FIXME: More will be added later.

Association lists

An "association list" (or "alist") is a list of pairs. The car of each pair contains a key value, and the cdr contains the associated data value. They can be used to construct simple look-up tables in Scheme. Note that association lists are probably inappropriate for performance-critical use on large data; in these cases, hash tables or some other alternative should be employed.

(assoc key alist [ = ])

(assq key alist)

(assv key alist)

The alist argument must be an association list -- a list of pairs. These procedures find the first pair in alist whose car field is key, and returns that pair. If no pair in alist has key as its car, then #f is returned. assq uses eq? to compare key with the car fields of the pairs in alist, while assv uses eqv? and assoc uses = if given and equal? otherwise. (R5RS, SRFI 1, Common Lisp ASSOC.)

(define e '((a 1) (b 2) (c 3))) (assq 'a e) => (a 1) (assq 'b e) => (b 2) (assq 'd e) => #f (assq (list 'a) '(((a)) ((b)) ((c)))) => #f (assoc (list 'a) '(((a)) ((b)) ((c)))) => ((a)) (assq 5 '((2 3) (5 7) (11 13))) => *unspecified* (assv 5 '((2 3) (5 7) (11 13))) => (5 7)

(reverse-assoc obj alist [ = ] )

(reverse-assq obj alist)

(reverse-assv obj alist)

The alist argument must be an association list -- a list of pairs. These procedures find the first pair in alist whose cdr (rather than car) field is key , and return that pair. If no pair in alist has obj as its cdr, then #f (not the empty list) is returned. The assq procedure uses eq? to compare obj with the cdr fields of the pairs in alist, while assv uses eqv? and assoc uses = if given and equal? otherwise. (Common Lisp RASSOC.)

(define e '((a 1) (b 2) (c 3))) (reverse-assq 1 e) => (a 1) (reverse-assq 2 e) => (b 2) (reverse-assq 4 e) => #f (reverse-assq 7 '((2 3) (5 7) (11 13))) => *unspecified* (reverse-assv 7 '((2 3) (5 7) (11 13))) => (5 7)

The comparison procedure of assoc and reverse-assoc is used to compare the elements of alist to key in this way: The first argument is always key, and the second argument is one of the elements of list. Thus one can reliably find the first entry of alist whose key is greater than five with (assoc 5 alist <).

(make-alist keys values)

Returns a newly allocated alist whose pairs are constructed from the elements of the lists keys and values. (Common Lisp PAIRLIS.)

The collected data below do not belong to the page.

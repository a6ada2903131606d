//! Breadcrumb trails for structured data.

use crate::i18n::Locale;
use crate::seo::structured_data::SCHEMA_CONTEXT;
use crate::seo::SiteUrls;
use serde::{Deserialize, Serialize};
use serde_json::{json, Value};

/// A breadcrumb as supplied by the page: display name and canonical path.
#[derive(Debug, Clone, PartialEq, Eq, Deserialize)]
pub struct BreadcrumbInput {
    pub name: String,
    #[serde(default)]
    pub path: Option<String>,
}

impl BreadcrumbInput {
    pub fn new(name: &str, path: Option<&str>) -> Self {
        Self {
            name: name.to_string(),
            path: path.map(str::to_string),
        }
    }
}

/// A resolved breadcrumb. `url` is absent for the current page.
#[derive(Debug, Clone, PartialEq, Eq, Serialize)]
pub struct BreadcrumbItem {
    pub name: String,
    #[serde(skip_serializing_if = "Option::is_none")]
    pub url: Option<String>,
}

/// Build a breadcrumb trail anchored on a synthetic "Home" entry.
///
/// Non-final items get a URL when they carry a path; the final item never
/// does, which marks it as the current page.
pub fn build_breadcrumbs(urls: &SiteUrls, items: &[BreadcrumbInput], locale: Locale) -> Vec<BreadcrumbItem> {
    let mut breadcrumbs = Vec::with_capacity(items.len() + 1);
    breadcrumbs.push(BreadcrumbItem {
        name: "Home".to_string(),
        url: Some(urls.home_url(locale)),
    });

    let last = items.len().saturating_sub(1);
    for (index, item) in items.iter().enumerate() {
        let url = if index == last {
            None
        } else {
            item.path.as_deref().map(|path| urls.canonical_url(path, locale))
        };
        breadcrumbs.push(BreadcrumbItem {
            name: item.name.clone(),
            url,
        });
    }

    breadcrumbs
}

/// schema.org `BreadcrumbList` for embedding as JSON-LD.
pub fn breadcrumb_json_ld(breadcrumbs: &[BreadcrumbItem]) -> Value {
    let last = breadcrumbs.len().saturating_sub(1);
    let elements: Vec<Value> = breadcrumbs
        .iter()
        .enumerate()
        .map(|(index, crumb)| {
            let mut element = json!({
                "@type": "ListItem",
                "position": index + 1,
                "name": crumb.name,
            });
            if let (Some(url), true) = (&crumb.url, index < last) {
                element["item"] = json!(url);
            }
            element
        })
        .collect();

    json!({
        "@context": SCHEMA_CONTEXT,
        "@type": "BreadcrumbList",
        "itemListElement": elements,
    })
}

(alist-cons key datum alist)

Cons a new alist entry that maps key to datum onto the beginning of alist. (SRFI 1, Common Lisp ACONS.)

(alist-copy alist)

Make a newly allocated copy of alist. This means copying each pair that forms an association as well as the spine of the list. (SRFI 1, Common Lisp COPY-ALIST.)

(alist-delete key alist [ = ])

(alist-delete! key alist [ = ])

alist-delete deletes all associations from alist with the given key, using the key-comparison procedure =, which defaults to equal?. The dynamic order in which the various applications of = are made is not specified. Return values may share common tails with the alist argument. The alist is not disordered -- elements that appear in the result occur in the same order as they occur in alist. The comparison procedure is used in the same way as by assoc. (SRFI 1.)

alist-delete! is the linear-update variant of alist-delete. It is allowed, but not required, to alter cons cells from the alist parameter to construct the result. (SRFI 1.)